Research: Online papersArXiv

My research is on graph theory and combinatorics, especially in extremal (hyper)graph theory.

Selected papers:

  • On Perfect Matchings in k-complexes, IMRN, to appear. We give new proofs of several characterization theorems for the existence of perfect matchings in dense simplicial complexes by Keevash and Mycroft [Mem. AMS, 2015]. In particular, our proof avoids the use of the hypergraph regularity lemma and the hypergraph blow-up lemma. Instead, we use the lattice-based absorbing method developed by Han and a recent probabilistic argument of Kohayakawa, Person and Han.
  • Two-regular subgraphs of odd-uniform hypergraphs, with Jaehoon Kim, JCTB, 128 (2018) 175-191. We determine the maximum number of edges in an odd uniform hypergraph which does not contain any 2-regular subgraphs and characterize the unique extremal example. This verifies a conjecture of Mubayi and Verstraete.
  • Maximum size of a non-trivial intersecting uniform family that is not a subfamily of the Hilton-Milner family, with Yoshiharu Kohayakawa, Proc. AMS, 145-1 (2017), 73–87 We determine the maximum size of an intersecting uniform family that is not a subfamily of the EKR family or the HM family, and characterize all extremal families that achieve the maximum size.
  • Decision problem for Perfect Matchings in Dense k-uniform Hypergraphs, Trans. AMS, 369-7(2017), 5197-5218. We show that the decision problem for the containment of perfect matchings in k-uniform hypergraphs with minimum codegree at least n/k can be solved in polynomial time. This solves a problem of Karpinski, Rucinski and Szymanska completely and improves the work of Keevash, Knox and Mycroft.
  • Minimum codegree threshold for Hamilton l-cycles in k-uniform hypergraphs, with Yi Zhao. JCTA, 132 (2015) 194-223. We determine the minimum codegree threshold for Hamilton l-cycles in k-uniform hypergraphs for all l<k/2. This is best possible and improves the result by Han and Schacht.

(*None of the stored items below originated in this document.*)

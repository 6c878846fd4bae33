//! Core types for the Spore simulation workspace.
//!
//! This is the leaf crate with zero internal dependencies. It defines the
//! cell representation, per-species population tallies, and the peak table
//! that the coordinator maintains across generations.

#![deny(missing_docs)]
#![deny(rustdoc::broken_intra_doc_links)]
#![forbid(unsafe_code)]

pub mod peak;
pub mod species;
pub mod tally;

pub use peak::{PeakEntry, PeakTable};
pub use species::{is_valid, live_species, Species, EMPTY, N_SPECIES, SPECIES_SLOTS};
pub use tally::PopulationTally;
//! Run orchestration: spawn workers, join them, build the report.
//!
//! Each configured worker is an OS thread holding one endpoint of a
//! [`Universe`]. Workers past `min(P, N)` drop out of the group right
//! after it is built and never touch a grid.

use std::thread;
use std::time::Instant;

use spore_comm::{AbortSignal, CommError, Communicator, Universe};
use spore_grid::{Partition, RandomFill, SlabGenerator};

use crate::config::SimConfig;
use crate::error::EngineError;
use crate::report::RunReport;
use crate::stats::COORDINATOR;
use crate::worker::{WorkerContext, WorkerOutcome};

/// Raises the abort signal if the owning thread unwinds.
struct AbortOnPanic(AbortSignal);

impl Drop for AbortOnPanic {
    fn drop(&mut self) {
        if thread::panicking() {
            self.0.raise();
        }
    }
}

/// A validated simulation, ready to run.
#[derive(Clone, Debug)]
pub struct Simulation {
    config: SimConfig,
    partition: Partition,
    collect_final_grid: bool,
}

impl Simulation {
    /// Validate `config` and plan the decomposition.
    pub fn new(config: SimConfig) -> Result<Self, EngineError> {
        config.validate()?;
        let partition = Partition::new(config.side, config.workers)?;
        Ok(Self {
            config,
            partition,
            collect_final_grid: false,
        })
    }

    /// Also return the assembled final grid in the report.
    pub fn collect_final_grid(mut self, collect: bool) -> Self {
        self.collect_final_grid = collect;
        self
    }

    /// The validated configuration.
    pub fn config(&self) -> &SimConfig {
        &self.config
    }

    /// The layer decomposition.
    pub fn partition(&self) -> &Partition {
        &self.partition
    }

    /// Run with the random initial grid described by the configuration.
    pub fn run(&self) -> Result<RunReport, EngineError> {
        let generator = RandomFill::new(self.config.density, self.config.seed)?;
        self.run_with(&generator)
    }

    /// Run with a caller-supplied initial grid.
    pub fn run_with<G: SlabGenerator>(&self, generator: &G) -> Result<RunReport, EngineError> {
        let workers = self.config.workers;
        let active = self.partition.active();
        let threads = self.config.resolved_threads();
        tracing::info!(
            generations = self.config.generations,
            side = self.config.side,
            density = self.config.density,
            seed = self.config.seed,
            workers,
            active,
            threads,
            "starting run"
        );
        if active < workers {
            tracing::debug!(excluded = workers - active, "more workers than layers");
        }

        let universe = Universe::new(workers)?;
        let abort = universe.abort_signal();
        let started = Instant::now();

        let results: Vec<WorkerResult> = thread::scope(|scope| {
            let mut handles = Vec::with_capacity(workers);
            for comm in universe.into_endpoints() {
                let rank = comm.rank();
                let worker_abort = abort.clone();
                let spawned = thread::Builder::new()
                    .name(format!("spore-worker-{rank}"))
                    .spawn_scoped(scope, move || {
                        let _guard = AbortOnPanic(worker_abort.clone());
                        let result = self.worker_main(comm, generator, threads);
                        if let Err(e) = &result {
                            if !e.is_secondary() {
                                tracing::error!(rank, error = %e, "worker failed");
                            }
                            worker_abort.raise();
                        }
                        result
                    });
                match spawned {
                    Ok(handle) => handles.push((rank, handle)),
                    Err(e) => {
                        abort.raise();
                        tracing::error!(rank, error = %e, "worker spawn failed");
                        let mut results = join_all(handles);
                        results.push(Err(EngineError::SpawnFailed {
                            rank,
                            reason: e.to_string(),
                        }));
                        return results;
                    }
                }
            }
            join_all(handles)
        });

        let wall = started.elapsed();
        let outcomes = first_error(results)?;
        let report = self.assemble(outcomes, wall)?;
        tracing::info!(
            elapsed = ?report.elapsed,
            max_live = report.max_live(),
            "run finished"
        );
        Ok(report)
    }

    fn worker_main<G: SlabGenerator>(
        &self,
        comm: Communicator,
        generator: &G,
        threads: usize,
    ) -> WorkerResult {
        let Some(comm) = comm.include_first(self.partition.active()) else {
            tracing::debug!("excluded from active group");
            return Ok(None);
        };
        let rank = comm.rank();
        let slab = self.partition.slab(rank).ok_or(CommError::RankOutOfRange {
            rank,
            size: self.partition.active(),
        })?;
        let grid = generator.generate(self.config.side, slab)?;
        grid.check_species()?;
        WorkerContext::new(comm, slab, grid, self.config.generations, threads)?
            .run()
            .map(Some)
    }

    fn assemble(
        &self,
        mut outcomes: Vec<WorkerOutcome>,
        wall: std::time::Duration,
    ) -> Result<RunReport, EngineError> {
        outcomes.sort_by_key(|o| o.rank);
        let final_grid = self.collect_final_grid.then(|| {
            outcomes
                .iter()
                .flat_map(|o| o.final_grid.interior().iter().copied())
                .collect()
        });
        let coordinator = outcomes
            .iter_mut()
            .find(|o| o.rank == COORDINATOR)
            .ok_or(EngineError::MissingCoordinator)?;
        let peaks = coordinator
            .peaks
            .take()
            .ok_or(EngineError::MissingCoordinator)?;
        tracing::debug!(wall = ?wall, "workers joined");
        Ok(RunReport {
            peaks,
            history: std::mem::take(&mut coordinator.history),
            elapsed: coordinator.elapsed,
            metrics: coordinator.metrics.clone(),
            active_workers: self.partition.active(),
            workers: self.config.workers,
            final_grid,
        })
    }
}

type WorkerResult = Result<Option<WorkerOutcome>, EngineError>;

/// Join every started worker, in rank order.
fn join_all(handles: Vec<(usize, thread::ScopedJoinHandle<'_, WorkerResult>)>) -> Vec<WorkerResult> {
    handles
        .into_iter()
        .map(|(rank, h)| h.join().unwrap_or(Err(EngineError::WorkerPanicked { rank })))
        .collect()
}

/// Collect active outcomes, or return the root cause of a failed run.
///
/// Workers that stopped only because the run was aborted are ignored in
/// favour of the worker that caused the abort.
fn first_error(results: Vec<WorkerResult>) -> Result<Vec<WorkerOutcome>, EngineError> {
    let mut outcomes = Vec::with_capacity(results.len());
    let mut secondary = None;
    let mut primary = None;
    for result in results {
        match result {
            Ok(Some(o)) => outcomes.push(o),
            Ok(None) => {}
            Err(e) if e.is_secondary() => {
                secondary.get_or_insert(e);
            }
            Err(e) => {
                primary.get_or_insert(e);
            }
        }
    }
    match primary.or(secondary) {
        Some(e) => Err(e),
        None => Ok(outcomes),
    }
}

#[cfg(test)]
mod tests {
    use super::*;
    use crate::config::ConfigError;
    use spore_core::Species;
    use spore_grid::{GridBuffer, GridError, Pattern, Slab};

    #[test]
    fn invalid_config_rejected_before_spawn() {
        let err = Simulation::new(SimConfig::new(0, 5, 0.5, 1)).unwrap_err();
        assert_eq!(err, EngineError::Config(ConfigError::ZeroGenerations));
    }

    #[test]
    fn single_worker_run_reports_all_states() {
        let report = Simulation::new(SimConfig::new(3, 5, 0.3, 9).with_threads(1))
            .unwrap()
            .run()
            .unwrap();
        assert_eq!(report.generations(), 3);
        assert_eq!(report.active_workers, 1);
        assert!(report.final_grid.is_none());
    }

    #[test]
    fn excluded_workers_do_not_participate() {
        let report = Simulation::new(SimConfig::new(2, 3, 0.5, 4).with_workers(7).with_threads(1))
            .unwrap()
            .run()
            .unwrap();
        assert_eq!(report.active_workers, 3);
        assert_eq!(report.workers, 7);
        for t in &report.history {
            assert_eq!(t.total(), 27);
        }
    }

    struct FailsOn(usize);

    impl SlabGenerator for FailsOn {
        fn generate(&self, side: usize, slab: Slab) -> Result<GridBuffer, GridError> {
            if slab.rank == self.0 {
                return Err(GridError::InvalidGenerator {
                    reason: "boom".into(),
                });
            }
            GridBuffer::new(slab.depth(), side)
        }
    }

    #[test]
    fn one_failing_worker_fails_the_run_with_its_error() {
        let sim = Simulation::new(SimConfig::new(5, 6, 0.0, 0).with_workers(3).with_threads(1))
            .unwrap();
        let err = sim.run_with(&FailsOn(1)).unwrap_err();
        assert_eq!(
            err,
            EngineError::Grid(GridError::InvalidGenerator {
                reason: "boom".into()
            })
        );
    }

    #[test]
    fn generator_output_outside_species_range_is_rejected() {
        let sim = Simulation::new(SimConfig::new(2, 4, 0.0, 0).with_workers(2).with_threads(1))
            .unwrap();
        let bad = Pattern(|x: usize, y: usize, z: usize| -> Species {
            if (x, y, z) == (3, 2, 1) {
                10
            } else {
                1
            }
        });
        assert_eq!(
            sim.run_with(&bad).unwrap_err(),
            EngineError::Grid(GridError::InvalidSpecies {
                layer: 2,
                row: 2,
                col: 1,
                value: 10,
            })
        );

        let flooded = Pattern(|_: usize, _: usize, _: usize| -> Species { 10 });
        assert!(matches!(
            sim.run_with(&flooded),
            Err(EngineError::Grid(GridError::InvalidSpecies { value: 10, .. }))
        ));
    }

    #[test]
    fn final_grid_collected_when_asked() {
        let sim = Simulation::new(SimConfig::new(1, 4, 0.5, 2).with_workers(2).with_threads(1))
            .unwrap()
            .collect_final_grid(true);
        let report = sim.run().unwrap();
        let grid = report.final_grid.unwrap();
        assert_eq!(grid.len(), 64);
        assert_eq!(
            spore_core::PopulationTally::from_cells(&grid),
            *report.history.last().unwrap()
        );
    }
}
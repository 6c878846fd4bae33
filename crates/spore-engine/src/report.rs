//! Results of a completed run.

use std::time::Duration;

use spore_core::{PeakTable, PopulationTally, Species};

use crate::metrics::RunMetrics;

/// Everything the coordinator learned during a run.
#[derive(Clone, Debug, PartialEq)]
pub struct RunReport {
    /// Peak population per species and the generation it was reached.
    pub peaks: PeakTable,
    /// Global population of every state `0..=generations`, in order.
    pub history: Vec<PopulationTally>,
    /// Wall time from the first halo exchange to the final reduction,
    /// as measured by the coordinator.
    pub elapsed: Duration,
    /// The coordinator's phase timings.
    pub metrics: RunMetrics,
    /// Workers that owned layers.
    pub active_workers: usize,
    /// Workers spawned, active or not.
    pub workers: usize,
    /// Final grid, layer-major, when collection was requested.
    pub final_grid: Option<Vec<Species>>,
}

impl RunReport {
    /// Number of generations simulated.
    pub fn generations(&self) -> usize {
        self.history.len().saturating_sub(1)
    }

    /// Highest total live population seen in any state.
    pub fn max_live(&self) -> u64 {
        self.history.iter().map(PopulationTally::live).max().unwrap_or(0)
    }
}
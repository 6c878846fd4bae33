//! Test utilities for Spore development.
//!
//! Provides a [`SerialReference`] simulator that steps the whole torus on
//! one thread with no decomposition, halos, or messaging, plus a few
//! hand-placed [`patterns`] for engine and benchmark tests.

#![forbid(unsafe_code)]
#![allow(missing_docs)]
#![deny(rustdoc::broken_intra_doc_links)]

pub mod patterns;

use spore_core::{PeakTable, PopulationTally, Species};
use spore_grid::{GridError, SlabGenerator, Slab};
use spore_rule::{decide, Neighbourhood};

/// Whole-grid simulator wrapping in all three axes.
///
/// Ground truth for the distributed engine: same rule, same peak
/// bookkeeping, no partitioning.
#[derive(Clone, Debug, PartialEq)]
pub struct SerialReference {
    side: usize,
    cells: Vec<Species>,
}

impl SerialReference {
    /// Build the initial state from `generator` as a single slab.
    pub fn from_generator<G: SlabGenerator>(side: usize, generator: &G) -> Result<Self, GridError> {
        let slab = Slab {
            rank: 0,
            start: 0,
            end: side - 1,
        };
        let grid = generator.generate(side, slab)?;
        Ok(Self {
            side,
            cells: grid.interior().to_vec(),
        })
    }

    pub fn side(&self) -> usize {
        self.side
    }

    /// Cells in layer-major order.
    pub fn cells(&self) -> &[Species] {
        &self.cells
    }

    pub fn get(&self, x: usize, y: usize, z: usize) -> Species {
        self.cells[(x * self.side + y) * self.side + z]
    }

    pub fn tally(&self) -> PopulationTally {
        PopulationTally::from_cells(&self.cells)
    }

    fn census(&self, x: usize, y: usize, z: usize) -> Neighbourhood {
        let n = self.side;
        let wrap = |v: usize, d: isize| (v as isize + d).rem_euclid(n as isize) as usize;
        let mut around = Vec::with_capacity(26);
        for dx in -1..=1 {
            for dy in -1..=1 {
                for dz in -1..=1 {
                    if (dx, dy, dz) != (0, 0, 0) {
                        around.push(self.get(wrap(x, dx), wrap(y, dy), wrap(z, dz)));
                    }
                }
            }
        }
        Neighbourhood::from_cells(around)
    }

    /// Advance one generation.
    pub fn step(&mut self) {
        let n = self.side;
        let mut next = vec![0; self.cells.len()];
        for x in 0..n {
            for y in 0..n {
                for z in 0..n {
                    next[(x * n + y) * n + z] = decide(self.get(x, y, z), &self.census(x, y, z));
                }
            }
        }
        self.cells = next;
    }

    /// Run `generations` steps, returning the peaks and the population of
    /// every state `0..=generations`.
    pub fn run(&mut self, generations: u32) -> (PeakTable, Vec<PopulationTally>) {
        let mut peaks = PeakTable::new();
        let mut history = Vec::with_capacity(generations as usize + 1);
        for generation in 0..=generations {
            if generation > 0 {
                self.step();
            }
            let tally = self.tally();
            peaks.observe(generation, &tally);
            history.push(tally);
        }
        (peaks, history)
    }
}

#[cfg(test)]
mod tests {
    use super::*;
    use spore_grid::RandomFill;

    #[test]
    fn reference_conserves_cell_count() {
        let gen = RandomFill::new(0.4, 5).unwrap();
        let mut r = SerialReference::from_generator(5, &gen).unwrap();
        let (_, history) = r.run(3);
        assert_eq!(history.len(), 4);
        assert!(history.iter().all(|t| t.total() == 125));
    }

    #[test]
    fn wraps_on_layer_axis_too() {
        // A full layer at x = 0 has neighbours at x = N-1.
        let mut r = SerialReference::from_generator(4, &patterns::layer(0, 2)).unwrap();
        assert_eq!(r.census(3, 0, 0).count(2), 9);
        r.step();
    }
}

Coauthors: Josefran O. Bastos, Fabricio Benevides, Wiebke Bedenknecht, Julia Böttcher, Yulin Chang (2), Guantao Chen, Louis DeBiasio, Laihao Ding, Peter Frankl, Luyining Gan (2), Wei Gao (3), Hiep Han(2), Hao HuangMatthew Jenssen, Peter KeevashJaehoon Kim, Yoshiharu Kohayakawa (12👑), Shoham LetzterAllan Lo (2), Richard Montgomery, Patrick Morris(5), Guilherme Oliveira Mota(4)Suil O, Olaf Parczyk(2), Yury Person(4), Barnaby Roberts, Marcelo T. Sales(2), Nicolás Sanhueza-Matamala, Songling Shan, Xichao Shu, Henrique Stagni(2), Shumin Sun, Lubos Thoma, Andrew Treglown (3), Shoichi Tsuchiya, Guanghui Wang, Chuanyun Zang (2), Yi Zhao (13👑), Wenling Zhou.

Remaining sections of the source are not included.